**Work task:**
From the entries below, tally the lines with "browser" in them and reply with that figure only.

(Stored entries)
╔══

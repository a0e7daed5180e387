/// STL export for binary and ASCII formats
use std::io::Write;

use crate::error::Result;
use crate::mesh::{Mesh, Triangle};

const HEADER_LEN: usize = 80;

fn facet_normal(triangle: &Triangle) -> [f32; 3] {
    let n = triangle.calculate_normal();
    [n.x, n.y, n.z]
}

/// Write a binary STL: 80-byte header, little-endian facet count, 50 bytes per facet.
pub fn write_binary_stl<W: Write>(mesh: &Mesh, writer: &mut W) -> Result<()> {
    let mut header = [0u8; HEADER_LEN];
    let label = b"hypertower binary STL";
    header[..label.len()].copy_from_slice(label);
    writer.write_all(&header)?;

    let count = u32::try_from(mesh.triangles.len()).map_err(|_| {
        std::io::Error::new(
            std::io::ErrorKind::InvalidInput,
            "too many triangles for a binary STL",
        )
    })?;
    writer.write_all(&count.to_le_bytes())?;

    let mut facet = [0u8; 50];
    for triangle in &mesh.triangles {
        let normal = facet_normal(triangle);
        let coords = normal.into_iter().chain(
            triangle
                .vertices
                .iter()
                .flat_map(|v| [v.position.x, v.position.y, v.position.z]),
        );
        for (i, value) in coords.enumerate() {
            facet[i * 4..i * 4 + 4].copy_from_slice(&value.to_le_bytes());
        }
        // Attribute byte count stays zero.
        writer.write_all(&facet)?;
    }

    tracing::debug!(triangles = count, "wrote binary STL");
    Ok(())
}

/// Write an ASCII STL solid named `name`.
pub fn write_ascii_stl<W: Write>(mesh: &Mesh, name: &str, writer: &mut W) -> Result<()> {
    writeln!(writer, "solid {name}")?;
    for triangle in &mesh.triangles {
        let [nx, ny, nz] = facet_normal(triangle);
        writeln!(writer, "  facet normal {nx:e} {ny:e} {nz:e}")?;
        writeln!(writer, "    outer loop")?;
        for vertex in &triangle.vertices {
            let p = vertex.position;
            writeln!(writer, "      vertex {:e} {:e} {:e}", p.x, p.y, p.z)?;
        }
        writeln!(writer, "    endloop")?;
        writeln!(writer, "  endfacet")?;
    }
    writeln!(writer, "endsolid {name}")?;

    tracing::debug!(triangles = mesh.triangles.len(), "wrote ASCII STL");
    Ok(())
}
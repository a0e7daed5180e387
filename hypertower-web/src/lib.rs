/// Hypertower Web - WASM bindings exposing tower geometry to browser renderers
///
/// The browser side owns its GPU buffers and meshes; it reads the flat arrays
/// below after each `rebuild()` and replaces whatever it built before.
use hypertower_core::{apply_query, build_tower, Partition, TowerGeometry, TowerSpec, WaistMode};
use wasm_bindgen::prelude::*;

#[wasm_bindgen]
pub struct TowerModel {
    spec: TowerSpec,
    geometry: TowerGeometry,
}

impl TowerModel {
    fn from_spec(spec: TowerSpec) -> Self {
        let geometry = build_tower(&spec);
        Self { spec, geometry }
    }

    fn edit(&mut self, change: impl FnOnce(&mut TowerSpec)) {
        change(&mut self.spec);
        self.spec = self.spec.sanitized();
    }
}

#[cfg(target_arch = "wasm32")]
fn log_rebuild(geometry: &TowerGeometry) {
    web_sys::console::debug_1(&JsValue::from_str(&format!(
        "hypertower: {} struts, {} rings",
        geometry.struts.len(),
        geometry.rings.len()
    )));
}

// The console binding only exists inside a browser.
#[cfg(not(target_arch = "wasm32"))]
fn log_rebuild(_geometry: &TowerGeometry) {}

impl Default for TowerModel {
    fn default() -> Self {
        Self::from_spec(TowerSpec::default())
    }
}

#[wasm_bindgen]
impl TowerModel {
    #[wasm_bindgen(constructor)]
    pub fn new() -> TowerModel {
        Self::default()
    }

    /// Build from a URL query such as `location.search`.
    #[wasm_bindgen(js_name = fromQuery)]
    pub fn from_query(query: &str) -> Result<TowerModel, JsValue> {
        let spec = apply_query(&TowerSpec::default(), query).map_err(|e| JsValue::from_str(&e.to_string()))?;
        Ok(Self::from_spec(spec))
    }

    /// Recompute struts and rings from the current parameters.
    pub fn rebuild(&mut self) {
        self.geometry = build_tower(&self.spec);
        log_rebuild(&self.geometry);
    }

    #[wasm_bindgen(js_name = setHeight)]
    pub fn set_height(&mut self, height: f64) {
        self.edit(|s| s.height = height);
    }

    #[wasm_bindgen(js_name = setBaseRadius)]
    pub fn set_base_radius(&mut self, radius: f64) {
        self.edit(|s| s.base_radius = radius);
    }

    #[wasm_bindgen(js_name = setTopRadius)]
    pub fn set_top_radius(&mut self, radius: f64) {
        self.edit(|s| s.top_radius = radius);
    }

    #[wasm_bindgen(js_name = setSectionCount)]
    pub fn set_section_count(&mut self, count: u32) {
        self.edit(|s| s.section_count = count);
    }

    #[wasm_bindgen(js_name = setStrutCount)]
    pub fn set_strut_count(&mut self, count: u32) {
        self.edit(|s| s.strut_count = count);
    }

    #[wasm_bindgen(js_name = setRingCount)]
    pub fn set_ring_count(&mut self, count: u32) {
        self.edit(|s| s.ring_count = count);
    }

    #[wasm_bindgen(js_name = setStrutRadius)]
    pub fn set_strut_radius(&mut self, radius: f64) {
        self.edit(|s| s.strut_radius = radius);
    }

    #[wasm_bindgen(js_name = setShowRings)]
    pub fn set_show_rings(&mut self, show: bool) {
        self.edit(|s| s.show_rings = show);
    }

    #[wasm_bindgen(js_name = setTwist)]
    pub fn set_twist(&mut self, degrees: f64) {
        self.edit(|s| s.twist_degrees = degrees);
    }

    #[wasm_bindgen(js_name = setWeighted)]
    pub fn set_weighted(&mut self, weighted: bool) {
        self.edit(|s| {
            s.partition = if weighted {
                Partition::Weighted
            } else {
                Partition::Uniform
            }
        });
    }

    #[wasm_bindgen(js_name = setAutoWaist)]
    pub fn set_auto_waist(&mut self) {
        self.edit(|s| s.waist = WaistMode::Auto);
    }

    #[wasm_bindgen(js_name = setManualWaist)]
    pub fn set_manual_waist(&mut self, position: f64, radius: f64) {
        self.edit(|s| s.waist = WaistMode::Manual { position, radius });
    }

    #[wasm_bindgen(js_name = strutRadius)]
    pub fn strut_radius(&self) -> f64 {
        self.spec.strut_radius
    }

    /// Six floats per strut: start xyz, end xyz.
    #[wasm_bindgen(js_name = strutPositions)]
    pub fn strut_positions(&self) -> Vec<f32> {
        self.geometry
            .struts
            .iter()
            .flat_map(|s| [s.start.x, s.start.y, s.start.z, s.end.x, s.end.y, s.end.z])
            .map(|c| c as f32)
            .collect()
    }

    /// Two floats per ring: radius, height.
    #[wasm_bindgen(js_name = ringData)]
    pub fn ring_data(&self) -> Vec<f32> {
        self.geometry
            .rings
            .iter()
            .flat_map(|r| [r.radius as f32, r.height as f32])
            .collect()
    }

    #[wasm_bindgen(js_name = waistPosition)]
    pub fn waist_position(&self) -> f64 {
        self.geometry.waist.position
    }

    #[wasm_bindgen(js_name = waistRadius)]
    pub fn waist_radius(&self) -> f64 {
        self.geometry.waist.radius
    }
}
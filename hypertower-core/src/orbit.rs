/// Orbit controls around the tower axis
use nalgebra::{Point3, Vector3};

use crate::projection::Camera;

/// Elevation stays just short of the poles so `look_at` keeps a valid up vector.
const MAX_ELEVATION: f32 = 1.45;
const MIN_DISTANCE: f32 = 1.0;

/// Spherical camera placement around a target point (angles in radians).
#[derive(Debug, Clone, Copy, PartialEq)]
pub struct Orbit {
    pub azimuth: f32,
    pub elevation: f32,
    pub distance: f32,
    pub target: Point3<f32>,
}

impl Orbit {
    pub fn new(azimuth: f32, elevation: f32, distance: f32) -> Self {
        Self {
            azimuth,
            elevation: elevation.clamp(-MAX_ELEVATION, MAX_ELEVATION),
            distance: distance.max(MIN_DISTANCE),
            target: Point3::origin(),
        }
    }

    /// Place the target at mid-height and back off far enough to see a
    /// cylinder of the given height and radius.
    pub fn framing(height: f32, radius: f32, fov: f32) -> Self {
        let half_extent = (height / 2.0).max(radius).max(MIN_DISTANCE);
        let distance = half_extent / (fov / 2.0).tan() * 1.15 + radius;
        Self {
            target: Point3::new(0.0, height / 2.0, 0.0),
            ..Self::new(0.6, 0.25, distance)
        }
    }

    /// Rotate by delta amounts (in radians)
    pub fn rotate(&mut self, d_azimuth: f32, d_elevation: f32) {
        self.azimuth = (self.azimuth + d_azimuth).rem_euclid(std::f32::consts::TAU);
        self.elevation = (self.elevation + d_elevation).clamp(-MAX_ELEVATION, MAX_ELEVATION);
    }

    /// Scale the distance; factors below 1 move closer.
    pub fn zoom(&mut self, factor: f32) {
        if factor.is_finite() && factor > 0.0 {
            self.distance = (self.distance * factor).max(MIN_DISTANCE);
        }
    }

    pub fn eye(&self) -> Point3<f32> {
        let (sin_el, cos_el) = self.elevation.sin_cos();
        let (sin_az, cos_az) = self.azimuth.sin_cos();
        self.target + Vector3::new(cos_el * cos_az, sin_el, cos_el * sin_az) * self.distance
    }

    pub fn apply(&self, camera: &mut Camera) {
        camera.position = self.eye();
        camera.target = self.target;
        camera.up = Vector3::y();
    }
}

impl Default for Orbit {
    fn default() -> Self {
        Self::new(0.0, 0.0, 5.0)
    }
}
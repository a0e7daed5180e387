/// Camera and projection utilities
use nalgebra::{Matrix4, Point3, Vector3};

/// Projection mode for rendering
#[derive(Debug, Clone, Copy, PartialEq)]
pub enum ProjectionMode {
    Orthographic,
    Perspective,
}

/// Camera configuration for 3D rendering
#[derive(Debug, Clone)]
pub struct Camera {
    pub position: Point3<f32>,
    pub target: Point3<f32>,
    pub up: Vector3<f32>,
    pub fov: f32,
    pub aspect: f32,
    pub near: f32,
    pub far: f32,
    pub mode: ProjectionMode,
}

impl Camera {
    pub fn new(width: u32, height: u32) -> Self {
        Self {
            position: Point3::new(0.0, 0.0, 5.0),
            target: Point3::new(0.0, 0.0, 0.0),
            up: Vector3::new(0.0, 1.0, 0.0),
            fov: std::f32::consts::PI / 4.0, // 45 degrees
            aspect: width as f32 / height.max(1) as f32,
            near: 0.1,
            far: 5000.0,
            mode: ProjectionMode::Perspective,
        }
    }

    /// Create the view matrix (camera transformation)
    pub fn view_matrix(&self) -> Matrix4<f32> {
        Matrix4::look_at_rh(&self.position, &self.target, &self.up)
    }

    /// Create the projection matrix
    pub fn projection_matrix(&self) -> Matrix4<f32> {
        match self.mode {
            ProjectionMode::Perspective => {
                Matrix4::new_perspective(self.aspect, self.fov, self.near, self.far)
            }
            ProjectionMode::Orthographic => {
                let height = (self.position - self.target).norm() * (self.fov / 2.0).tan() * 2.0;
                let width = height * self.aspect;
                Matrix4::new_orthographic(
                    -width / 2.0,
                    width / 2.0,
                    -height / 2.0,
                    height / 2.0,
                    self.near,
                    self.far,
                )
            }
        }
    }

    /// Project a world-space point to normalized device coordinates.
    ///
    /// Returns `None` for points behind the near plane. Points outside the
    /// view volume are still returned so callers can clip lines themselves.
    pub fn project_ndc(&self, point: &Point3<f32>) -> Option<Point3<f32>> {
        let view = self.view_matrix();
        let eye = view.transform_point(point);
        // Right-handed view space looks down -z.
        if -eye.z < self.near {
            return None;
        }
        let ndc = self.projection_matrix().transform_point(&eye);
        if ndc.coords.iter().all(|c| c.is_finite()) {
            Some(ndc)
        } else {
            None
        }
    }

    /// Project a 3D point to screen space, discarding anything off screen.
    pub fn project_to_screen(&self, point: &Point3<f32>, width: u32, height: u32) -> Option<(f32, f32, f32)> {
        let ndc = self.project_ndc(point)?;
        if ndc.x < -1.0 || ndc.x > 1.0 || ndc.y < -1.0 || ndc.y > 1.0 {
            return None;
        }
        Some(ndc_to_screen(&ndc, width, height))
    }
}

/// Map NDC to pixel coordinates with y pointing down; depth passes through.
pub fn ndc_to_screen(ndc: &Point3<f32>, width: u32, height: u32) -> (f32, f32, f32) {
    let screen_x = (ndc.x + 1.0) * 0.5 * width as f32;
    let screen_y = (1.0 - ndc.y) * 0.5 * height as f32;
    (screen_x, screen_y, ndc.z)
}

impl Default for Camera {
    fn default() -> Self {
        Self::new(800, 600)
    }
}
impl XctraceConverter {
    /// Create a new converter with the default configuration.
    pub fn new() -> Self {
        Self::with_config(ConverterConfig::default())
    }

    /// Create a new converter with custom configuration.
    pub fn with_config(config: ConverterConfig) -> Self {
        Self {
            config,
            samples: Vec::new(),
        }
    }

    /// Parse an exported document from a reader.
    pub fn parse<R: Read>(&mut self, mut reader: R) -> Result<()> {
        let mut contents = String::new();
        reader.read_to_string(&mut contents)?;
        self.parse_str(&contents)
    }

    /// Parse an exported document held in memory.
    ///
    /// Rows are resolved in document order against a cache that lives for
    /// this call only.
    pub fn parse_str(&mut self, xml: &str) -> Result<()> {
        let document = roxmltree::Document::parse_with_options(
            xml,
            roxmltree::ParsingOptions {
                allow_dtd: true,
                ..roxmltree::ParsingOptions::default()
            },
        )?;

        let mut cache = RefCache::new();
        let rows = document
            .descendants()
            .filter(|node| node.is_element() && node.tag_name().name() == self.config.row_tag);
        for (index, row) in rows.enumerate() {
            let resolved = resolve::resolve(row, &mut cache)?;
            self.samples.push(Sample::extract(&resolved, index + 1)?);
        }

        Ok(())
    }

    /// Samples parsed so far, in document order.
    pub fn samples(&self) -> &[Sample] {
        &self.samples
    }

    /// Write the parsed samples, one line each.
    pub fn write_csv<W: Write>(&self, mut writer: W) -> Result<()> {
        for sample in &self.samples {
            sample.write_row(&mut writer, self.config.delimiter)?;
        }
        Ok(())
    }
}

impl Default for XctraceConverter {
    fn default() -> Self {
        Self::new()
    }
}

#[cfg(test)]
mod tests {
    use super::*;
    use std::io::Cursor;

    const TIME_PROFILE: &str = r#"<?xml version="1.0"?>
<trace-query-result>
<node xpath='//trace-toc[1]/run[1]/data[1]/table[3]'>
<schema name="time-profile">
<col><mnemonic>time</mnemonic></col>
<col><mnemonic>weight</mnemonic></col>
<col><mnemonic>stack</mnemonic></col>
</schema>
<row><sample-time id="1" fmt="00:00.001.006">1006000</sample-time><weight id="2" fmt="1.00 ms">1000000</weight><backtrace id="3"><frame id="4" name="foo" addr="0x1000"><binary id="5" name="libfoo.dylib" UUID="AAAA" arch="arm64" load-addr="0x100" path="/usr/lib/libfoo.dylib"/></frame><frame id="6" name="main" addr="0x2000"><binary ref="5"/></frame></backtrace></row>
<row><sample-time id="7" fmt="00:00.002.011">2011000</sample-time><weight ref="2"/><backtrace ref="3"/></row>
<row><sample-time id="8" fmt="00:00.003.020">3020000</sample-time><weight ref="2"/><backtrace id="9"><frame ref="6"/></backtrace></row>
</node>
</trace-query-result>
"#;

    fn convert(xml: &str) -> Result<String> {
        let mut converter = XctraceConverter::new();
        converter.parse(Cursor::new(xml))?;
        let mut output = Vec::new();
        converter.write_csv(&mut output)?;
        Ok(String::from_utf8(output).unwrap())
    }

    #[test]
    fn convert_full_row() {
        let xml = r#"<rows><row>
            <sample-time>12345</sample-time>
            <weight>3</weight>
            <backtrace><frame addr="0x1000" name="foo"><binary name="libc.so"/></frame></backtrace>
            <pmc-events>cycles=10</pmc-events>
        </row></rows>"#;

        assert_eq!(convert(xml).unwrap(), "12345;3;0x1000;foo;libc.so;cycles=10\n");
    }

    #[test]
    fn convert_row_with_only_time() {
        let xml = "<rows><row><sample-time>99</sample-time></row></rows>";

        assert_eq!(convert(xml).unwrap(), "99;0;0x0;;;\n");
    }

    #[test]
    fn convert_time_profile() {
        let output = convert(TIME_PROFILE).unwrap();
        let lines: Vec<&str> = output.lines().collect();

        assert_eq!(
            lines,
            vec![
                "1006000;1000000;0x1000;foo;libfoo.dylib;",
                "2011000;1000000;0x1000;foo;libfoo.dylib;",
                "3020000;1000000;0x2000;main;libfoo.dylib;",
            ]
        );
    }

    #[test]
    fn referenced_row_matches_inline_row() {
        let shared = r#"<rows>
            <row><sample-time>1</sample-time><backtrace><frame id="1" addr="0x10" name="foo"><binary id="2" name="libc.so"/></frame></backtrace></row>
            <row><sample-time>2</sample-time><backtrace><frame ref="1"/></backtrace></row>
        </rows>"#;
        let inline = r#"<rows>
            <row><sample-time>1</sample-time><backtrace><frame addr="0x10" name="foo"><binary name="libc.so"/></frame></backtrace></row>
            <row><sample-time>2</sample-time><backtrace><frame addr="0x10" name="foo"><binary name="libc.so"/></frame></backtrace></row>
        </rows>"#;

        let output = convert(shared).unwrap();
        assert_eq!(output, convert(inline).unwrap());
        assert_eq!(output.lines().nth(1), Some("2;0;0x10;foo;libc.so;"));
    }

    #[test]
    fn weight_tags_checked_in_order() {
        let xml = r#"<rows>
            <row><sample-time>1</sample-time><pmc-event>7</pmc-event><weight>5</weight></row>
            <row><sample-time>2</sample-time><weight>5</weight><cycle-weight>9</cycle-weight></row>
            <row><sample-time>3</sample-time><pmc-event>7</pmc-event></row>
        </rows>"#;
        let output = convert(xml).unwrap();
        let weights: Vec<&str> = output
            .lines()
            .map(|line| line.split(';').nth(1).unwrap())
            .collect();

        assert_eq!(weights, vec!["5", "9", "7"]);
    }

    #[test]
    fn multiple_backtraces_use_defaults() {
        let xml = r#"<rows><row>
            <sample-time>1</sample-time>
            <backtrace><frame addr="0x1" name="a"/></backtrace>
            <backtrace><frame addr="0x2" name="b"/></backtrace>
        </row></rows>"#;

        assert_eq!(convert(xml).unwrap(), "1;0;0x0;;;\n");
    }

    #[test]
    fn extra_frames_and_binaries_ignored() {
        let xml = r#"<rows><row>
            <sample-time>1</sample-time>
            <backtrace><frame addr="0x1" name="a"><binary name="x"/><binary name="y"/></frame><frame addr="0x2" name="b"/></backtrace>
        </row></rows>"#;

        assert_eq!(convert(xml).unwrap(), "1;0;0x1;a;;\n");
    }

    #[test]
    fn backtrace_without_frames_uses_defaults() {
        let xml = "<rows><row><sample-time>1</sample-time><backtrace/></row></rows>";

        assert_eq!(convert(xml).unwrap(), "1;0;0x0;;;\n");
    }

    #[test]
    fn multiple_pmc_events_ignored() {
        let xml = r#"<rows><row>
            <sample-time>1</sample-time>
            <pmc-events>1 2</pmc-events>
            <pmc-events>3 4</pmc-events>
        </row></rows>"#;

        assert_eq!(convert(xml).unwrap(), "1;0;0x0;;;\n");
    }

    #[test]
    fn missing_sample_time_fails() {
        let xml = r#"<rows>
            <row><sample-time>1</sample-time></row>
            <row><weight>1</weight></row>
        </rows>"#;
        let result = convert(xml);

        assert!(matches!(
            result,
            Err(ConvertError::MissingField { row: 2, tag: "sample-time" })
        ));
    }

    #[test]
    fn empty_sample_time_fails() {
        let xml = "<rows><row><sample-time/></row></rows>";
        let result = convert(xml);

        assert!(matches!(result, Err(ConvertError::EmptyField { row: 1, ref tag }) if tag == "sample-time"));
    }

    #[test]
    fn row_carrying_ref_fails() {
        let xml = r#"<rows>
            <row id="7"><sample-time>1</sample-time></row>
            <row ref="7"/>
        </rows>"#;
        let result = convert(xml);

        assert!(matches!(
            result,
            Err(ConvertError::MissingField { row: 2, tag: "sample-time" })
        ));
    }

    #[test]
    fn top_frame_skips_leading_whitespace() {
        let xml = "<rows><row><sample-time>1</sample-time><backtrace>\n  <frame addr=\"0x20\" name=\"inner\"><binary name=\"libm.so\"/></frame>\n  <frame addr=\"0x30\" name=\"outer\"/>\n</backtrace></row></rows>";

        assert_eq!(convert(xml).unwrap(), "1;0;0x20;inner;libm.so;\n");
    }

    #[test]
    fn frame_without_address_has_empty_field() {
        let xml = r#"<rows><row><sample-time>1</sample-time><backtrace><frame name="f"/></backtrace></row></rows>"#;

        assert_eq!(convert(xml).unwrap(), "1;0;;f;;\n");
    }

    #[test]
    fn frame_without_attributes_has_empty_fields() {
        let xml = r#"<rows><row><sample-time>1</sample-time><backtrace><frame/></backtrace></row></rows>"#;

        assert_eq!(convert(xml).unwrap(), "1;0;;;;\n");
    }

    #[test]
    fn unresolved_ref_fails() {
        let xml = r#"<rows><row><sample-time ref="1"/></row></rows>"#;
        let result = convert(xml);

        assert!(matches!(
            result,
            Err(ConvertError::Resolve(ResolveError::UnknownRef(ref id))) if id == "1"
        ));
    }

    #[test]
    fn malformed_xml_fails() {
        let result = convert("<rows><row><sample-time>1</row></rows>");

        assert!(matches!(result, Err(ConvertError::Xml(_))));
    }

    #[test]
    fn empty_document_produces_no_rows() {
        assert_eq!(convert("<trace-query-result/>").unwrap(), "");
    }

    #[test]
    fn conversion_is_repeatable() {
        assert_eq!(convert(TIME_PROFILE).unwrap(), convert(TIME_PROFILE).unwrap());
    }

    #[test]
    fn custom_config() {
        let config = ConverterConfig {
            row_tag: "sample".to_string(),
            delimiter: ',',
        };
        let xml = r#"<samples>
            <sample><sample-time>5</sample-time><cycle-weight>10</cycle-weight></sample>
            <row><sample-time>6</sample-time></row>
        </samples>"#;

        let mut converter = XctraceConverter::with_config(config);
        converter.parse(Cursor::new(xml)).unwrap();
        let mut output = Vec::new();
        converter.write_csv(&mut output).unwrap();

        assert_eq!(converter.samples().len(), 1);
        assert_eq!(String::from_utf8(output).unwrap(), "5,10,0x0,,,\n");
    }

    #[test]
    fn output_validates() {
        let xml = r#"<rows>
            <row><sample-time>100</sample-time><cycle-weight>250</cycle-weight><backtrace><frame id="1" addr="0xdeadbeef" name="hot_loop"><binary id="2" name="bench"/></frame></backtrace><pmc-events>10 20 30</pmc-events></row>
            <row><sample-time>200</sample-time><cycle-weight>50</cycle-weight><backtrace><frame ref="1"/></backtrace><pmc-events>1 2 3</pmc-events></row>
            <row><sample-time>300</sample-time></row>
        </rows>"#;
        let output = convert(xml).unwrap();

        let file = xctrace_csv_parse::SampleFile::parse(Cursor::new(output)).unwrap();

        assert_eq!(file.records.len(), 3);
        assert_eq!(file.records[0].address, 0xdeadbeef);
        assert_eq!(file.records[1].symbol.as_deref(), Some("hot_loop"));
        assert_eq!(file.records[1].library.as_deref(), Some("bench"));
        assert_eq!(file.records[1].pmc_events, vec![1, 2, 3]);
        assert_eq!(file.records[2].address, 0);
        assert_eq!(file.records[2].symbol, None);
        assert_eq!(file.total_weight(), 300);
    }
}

╚══

**Exercise answer:**
3